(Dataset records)

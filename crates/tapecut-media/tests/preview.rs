mod common;

use std::sync::Arc;
use std::time::Duration;

use tapecut_core::{PreviewConfig, PreviewResult, PreviewSlot};
use tapecut_media::{MediaSession, PreviewService};

const WAIT: Duration = Duration::from_secs(20);

fn next_for(service: &PreviewService, slot: PreviewSlot) -> PreviewResult {
    loop {
        let result = service.results().recv_timeout(WAIT).expect("preview result");
        if result.ticket().slot == slot {
            return result;
        }
    }
}

#[test]
fn frames_are_letterboxed_to_preview_size() {
    let fx = common::tape(4.0);
    let config = PreviewConfig::default();
    let session = Arc::new(MediaSession::open_with(&fx.path, &config).unwrap());
    let service = PreviewService::new(&config);

    let ticket = service.request_preview(&session, 1.0, PreviewSlot::Start);
    let result = service.results().recv_timeout(WAIT).unwrap();
    assert_eq!(result.ticket(), ticket);

    let frame = result.frame().expect("frame");
    assert_eq!((frame.width, frame.height), config.preview_size());
    assert!(frame.is_well_formed());
    // 4:3 source: the left edge is pillarbox.
    assert_eq!(&frame.data[..4], &[0, 0, 0, 255]);
}

#[test]
fn out_of_range_request_reports_no_frame() {
    let fx = common::tape(2.0);
    let config = PreviewConfig::default();
    let session = Arc::new(MediaSession::open_with(&fx.path, &config).unwrap());
    let service = PreviewService::new(&config);

    service.request_preview(&session, 200.0, PreviewSlot::End);
    assert!(matches!(next_for(&service, PreviewSlot::End), PreviewResult::NoFrame { .. }));
}

#[test]
fn latest_request_wins_per_slot() {
    let fx = common::tape(6.0);
    let config = PreviewConfig::default();
    let session = Arc::new(MediaSession::open_with(&fx.path, &config).unwrap());
    let service = PreviewService::new(&config);

    let tickets: Vec<_> = (0..20)
        .map(|i| service.request_preview(&session, i as f64 * 0.25, PreviewSlot::Start))
        .collect();
    let end_ticket = service.request_preview(&session, 5.0, PreviewSlot::End);
    let last = *tickets.last().unwrap();

    // Results for superseded tickets may still trickle in if they finished
    // before being replaced; the last one always arrives and nothing follows it.
    let mut start_results = Vec::new();
    let mut end_results = Vec::new();
    while start_results.last().map(PreviewResult::ticket) != Some(last) || end_results.is_empty() {
        let r = service.results().recv_timeout(WAIT).expect("preview result");
        match r.ticket().slot {
            PreviewSlot::Start => start_results.push(r),
            PreviewSlot::End   => end_results.push(r),
        }
    }

    assert!(start_results.len() < tickets.len(), "no request was superseded");
    assert!(start_results.windows(2).all(|w| w[0].ticket() < w[1].ticket()));
    match start_results.last().unwrap() {
        PreviewResult::Frame { timestamp, frame, .. } => {
            assert_eq!(*timestamp, 4.75);
            assert!(frame.is_well_formed());
        }
        other => panic!("expected a frame, got {other:?}"),
    }

    // The other slot was not cancelled by any of that.
    assert_eq!(end_results.len(), 1);
    assert_eq!(end_results[0].ticket(), end_ticket);
}

#[test]
fn shutdown_is_clean_and_repeatable() {
    let fx = common::tape(2.0);
    let config = PreviewConfig::default();
    let session = Arc::new(MediaSession::open_with(&fx.path, &config).unwrap());
    let mut service = PreviewService::new(&config);
    service.request_preview(&session, 1.0, PreviewSlot::Start);
    service.shutdown();
    service.shutdown();
    drop(service);
    // The session is no longer shared with any preview thread.
    assert_eq!(Arc::strong_count(&session), 1);
}
//! Connection state machine.
//!
//! [`SessionMachine`] owns the connection state and retry policy and decides
//! every transition. It performs no I/O: each [`Input`] yields a list of
//! [`Effect`]s that the driver task carries out in order.

use std::time::Duration;

use tracing::{debug, info, trace, warn};

use super::events::SessionEvent;
use super::retry::{RetryConfig, RetryPolicy};
use super::state::ConnectionState;
use crate::error::LinkError;
use crate::transport::TransportEvent;

/// Something that happened to the client.
#[derive(Debug)]
pub enum Input {
    /// Explicit `connect()` call.
    Connect,
    /// The scheduled reconnect delay elapsed.
    ReconnectTimer,
    /// Explicit `close()` call.
    Close,
    /// Explicit `send()` call with an encoded payload.
    Send(String),
    /// Notification from the transport handle of a given attempt.
    Transport {
        /// Attempt the notification belongs to.
        generation: u64,
        /// What happened.
        event: TransportEvent,
    },
    /// The attempt could not even be started (e.g. no endpoint).
    OpenFailed {
        /// Attempt that failed.
        generation: u64,
        /// Why it failed.
        error: LinkError,
    },
}

/// Work the driver must carry out.
#[derive(Debug)]
pub enum Effect {
    /// Open a new transport handle tagged with `generation`.
    Open {
        /// Attempt number, used to discard stale notifications.
        generation: u64,
    },
    /// Close and drop the live transport handle.
    CloseTransport,
    /// Write a payload to the live transport handle.
    Transmit(String),
    /// Arm the reconnect timer.
    ScheduleReconnect {
        /// How long to wait.
        delay: Duration,
    },
    /// Disarm the reconnect timer.
    CancelReconnect,
    /// Deliver an event to subscribers.
    Emit(SessionEvent),
}

/// Pure connection state machine.
#[derive(Debug)]
pub struct SessionMachine {
    state: ConnectionState,
    retry: RetryPolicy,
    generation: u64,
    intentional_close: bool,
}

impl SessionMachine {
    /// Create a machine in the `Disconnected` state.
    #[must_use]
    pub fn new(config: RetryConfig) -> Self {
        Self {
            state: ConnectionState::Disconnected,
            retry: RetryPolicy::new(config),
            generation: 0,
            intentional_close: false,
        }
    }

    /// Current connection state.
    #[must_use]
    pub const fn state(&self) -> ConnectionState {
        self.state
    }

    /// Consecutive failed attempts since the last successful connection.
    #[must_use]
    pub const fn attempt(&self) -> u32 {
        self.retry.attempt()
    }

    /// The retry policy.
    #[must_use]
    pub const fn retry(&self) -> &RetryPolicy {
        &self.retry
    }

    /// Generation of the most recent connection attempt.
    #[must_use]
    pub const fn generation(&self) -> u64 {
        self.generation
    }

    /// Apply an input and return the effects to carry out.
    pub fn handle(&mut self, input: Input) -> Vec<Effect> {
        let mut effects = Vec::new();
        match input {
            Input::Connect => self.on_connect(&mut effects),
            Input::ReconnectTimer => self.on_reconnect_timer(&mut effects),
            Input::Close => self.on_close(&mut effects),
            Input::Send(text) => self.on_send(text, &mut effects),
            Input::Transport { generation, event } => {
                if self.is_stale(generation) {
                    trace!(generation, current = self.generation, "ignoring stale transport event");
                } else {
                    self.on_transport(event, &mut effects);
                }
            }
            Input::OpenFailed { generation, error } => {
                if self.is_stale(generation) {
                    trace!(generation, "ignoring stale open failure");
                } else if !self.intentional_close {
                    warn!(error = %error, "could not start connection attempt");
                    effects.push(Effect::Emit(SessionEvent::error(error)));
                    self.on_lost("connection could not be started".to_string(), &mut effects);
                }
            }
        }
        effects
    }

    const fn is_stale(&self, generation: u64) -> bool {
        generation != self.generation
    }

    fn on_connect(&mut self, effects: &mut Vec<Effect>) {
        if self.state.is_active() {
            debug!(state = %self.state, "connect ignored");
            return;
        }

        if self.state == ConnectionState::Reconnecting {
            effects.push(Effect::CancelReconnect);
        }
        self.intentional_close = false;
        self.retry.reset_attempts();
        self.begin_attempt(effects);
    }

    fn on_reconnect_timer(&mut self, effects: &mut Vec<Effect>) {
        if self.state != ConnectionState::Reconnecting {
            trace!(state = %self.state, "reconnect timer ignored");
            return;
        }
        self.begin_attempt(effects);
    }

    fn begin_attempt(&mut self, effects: &mut Vec<Effect>) {
        self.generation += 1;
        self.state = ConnectionState::Connecting;
        debug!(
            generation = self.generation,
            attempt = self.retry.attempt(),
            "starting connection attempt"
        );
        effects.push(Effect::Open {
            generation: self.generation,
        });
    }

    fn on_close(&mut self, effects: &mut Vec<Effect>) {
        let previous = self.state;
        match previous {
            ConnectionState::Disconnected | ConnectionState::Failed => {
                trace!(state = %previous, "close ignored");
                return;
            }
            ConnectionState::Connecting => {
                effects.push(Effect::CloseTransport);
            }
            ConnectionState::Connected => {
                effects.push(Effect::CloseTransport);
                effects.push(Effect::Emit(SessionEvent::Disconnected {
                    reason: "closed by client".to_string(),
                    intentional: true,
                }));
            }
            ConnectionState::Reconnecting => {
                effects.push(Effect::CancelReconnect);
            }
        }

        self.intentional_close = true;
        self.state = ConnectionState::Disconnected;
        info!(from = %previous, "session closed by client");
    }

    fn on_send(&mut self, text: String, effects: &mut Vec<Effect>) {
        if self.state == ConnectionState::Connected {
            effects.push(Effect::Transmit(text));
        } else {
            warn!(state = %self.state, bytes = text.len(), "dropping send while not connected");
            effects.push(Effect::Emit(SessionEvent::error(
                LinkError::SendWhileDisconnected { state: self.state },
            )));
        }
    }

    fn on_transport(&mut self, event: TransportEvent, effects: &mut Vec<Effect>) {
        if self.intentional_close {
            trace!(?event, "ignoring transport event after close");
            return;
        }

        match event {
            TransportEvent::Opened => {
                if self.state != ConnectionState::Connecting {
                    trace!(state = %self.state, "unexpected open ignored");
                    return;
                }
                self.state = ConnectionState::Connected;
                self.retry.reset();
                info!(generation = self.generation, "session connected");
                effects.push(Effect::Emit(SessionEvent::Connected));
            }
            TransportEvent::Message(text) => {
                if self.state != ConnectionState::Connected {
                    trace!(state = %self.state, "message outside connection ignored");
                    return;
                }
                match serde_json::from_str(&text) {
                    Ok(value) => effects.push(Effect::Emit(SessionEvent::Message(value))),
                    Err(e) => {
                        warn!(error = %e, bytes = text.len(), "failed to decode session message");
                        effects.push(Effect::Emit(SessionEvent::error(
                            LinkError::MessageDecode(e.to_string()),
                        )));
                    }
                }
            }
            TransportEvent::Error(message) => {
                let error = if self.state == ConnectionState::Connecting {
                    LinkError::TransportOpen(message)
                } else {
                    LinkError::Transport(message)
                };
                debug!(error = %error, "transport reported error");
                effects.push(Effect::Emit(SessionEvent::error(error)));
            }
            TransportEvent::Closed { reason } => {
                if self.state.is_active() {
                    self.on_lost(reason, effects);
                } else {
                    trace!(state = %self.state, "duplicate close ignored");
                }
            }
        }
    }

    fn on_lost(&mut self, reason: String, effects: &mut Vec<Effect>) {
        info!(reason = %reason, "session disconnected");
        self.state = ConnectionState::Disconnected;
        effects.push(Effect::Emit(SessionEvent::Disconnected {
            reason,
            intentional: false,
        }));
        self.schedule_retry(effects);
    }

    fn schedule_retry(&mut self, effects: &mut Vec<Effect>) {
        match self.retry.next_delay() {
            Some(delay) => {
                let attempt = self.retry.attempt();
                self.state = ConnectionState::Reconnecting;
                info!(attempt, delay_ms = delay.as_millis() as u64, "scheduling reconnect");
                effects.push(Effect::ScheduleReconnect { delay });
                effects.push(Effect::Emit(SessionEvent::Reconnecting { attempt, delay }));
            }
            None => {
                let attempts = self.retry.attempt();
                let error = LinkError::RetryExhausted { attempts };
                self.state = ConnectionState::Failed;
                warn!(error = %error, "session connection failed permanently");
                effects.push(Effect::Emit(SessionEvent::Exhausted { attempts }));
            }
        }
    }
}
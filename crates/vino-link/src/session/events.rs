//! Session event types.

use std::fmt;
use std::sync::Arc;
use std::time::Duration;

use serde_json::Value;

use crate::error::LinkError;

/// Kinds of events a subscriber can register for.
#[derive(Debug, Clone, Copy, PartialEq, Eq, Hash)]
pub enum EventKind {
    /// Connection established.
    Connected,
    /// Connection lost or closed.
    Disconnected,
    /// Reconnection scheduled.
    Reconnecting,
    /// Inbound message decoded.
    Message,
    /// Recoverable error.
    Error,
    /// Reconnection attempts ran out.
    Exhausted,
}

impl EventKind {
    /// Every event kind, in declaration order.
    pub const ALL: [Self; 6] = [
        Self::Connected,
        Self::Disconnected,
        Self::Reconnecting,
        Self::Message,
        Self::Error,
        Self::Exhausted,
    ];
}

impl fmt::Display for EventKind {
    fn fmt(&self, f: &mut fmt::Formatter<'_>) -> fmt::Result {
        let name = match self {
            Self::Connected => "connected",
            Self::Disconnected => "disconnected",
            Self::Reconnecting => "reconnecting",
            Self::Message => "message",
            Self::Error => "error",
            Self::Exhausted => "exhausted",
        };
        f.write_str(name)
    }
}

/// Events emitted by the session client.
#[derive(Debug, Clone)]
pub enum SessionEvent {
    /// Successfully connected.
    Connected,
    /// Connection ended.
    Disconnected {
        /// Reason reported by the transport.
        reason: String,
        /// Whether the close was requested through `close()`.
        intentional: bool,
    },
    /// A reconnection attempt is scheduled.
    Reconnecting {
        /// Attempt number (1-based).
        attempt: u32,
        /// Delay before the attempt.
        delay: Duration,
    },
    /// Decoded message from the session server.
    Message(Value),
    /// Recoverable error; the connection state is unaffected.
    Error(Arc<LinkError>),
    /// Reconnection failed permanently.
    Exhausted {
        /// Number of attempts made.
        attempts: u32,
    },
}

impl SessionEvent {
    /// The kind subscribers register for to receive this event.
    #[must_use]
    pub const fn kind(&self) -> EventKind {
        match self {
            Self::Connected => EventKind::Connected,
            Self::Disconnected { .. } => EventKind::Disconnected,
            Self::Reconnecting { .. } => EventKind::Reconnecting,
            Self::Message(_) => EventKind::Message,
            Self::Error(_) => EventKind::Error,
            Self::Exhausted { .. } => EventKind::Exhausted,
        }
    }

    pub(crate) fn error(err: LinkError) -> Self {
        Self::Error(Arc::new(err))
    }
}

## TASK ITEM
Your answer should be the lines above, from the line containing "mod common;" up to and including the line containing "assert_eq!(result.ticket(), ticket);", reproduced exactly and with nothing else.

## SOLUTION TO THIS TASK
mod common;

use std::sync::Arc;
use std::time::Duration;

use tapecut_core::{PreviewConfig, PreviewResult, PreviewSlot};
use tapecut_media::{MediaSession, PreviewService};

const WAIT: Duration = Duration::from_secs(20);

fn next_for(service: &PreviewService, slot: PreviewSlot) -> PreviewResult {
    loop {
        let result = service.results().recv_timeout(WAIT).expect("preview result");
        if result.ticket().slot == slot {
            return result;
        }
    }
}

#[test]
fn frames_are_letterboxed_to_preview_size() {
    let fx = common::tape(4.0);
    let config = PreviewConfig::default();
    let session = Arc::new(MediaSession::open_with(&fx.path, &config).unwrap());
    let service = PreviewService::new(&config);

    let ticket = service.request_preview(&session, 1.0, PreviewSlot::Start);
    let result = service.results().recv_timeout(WAIT).unwrap();
    assert_eq!(result.ticket(), ticket);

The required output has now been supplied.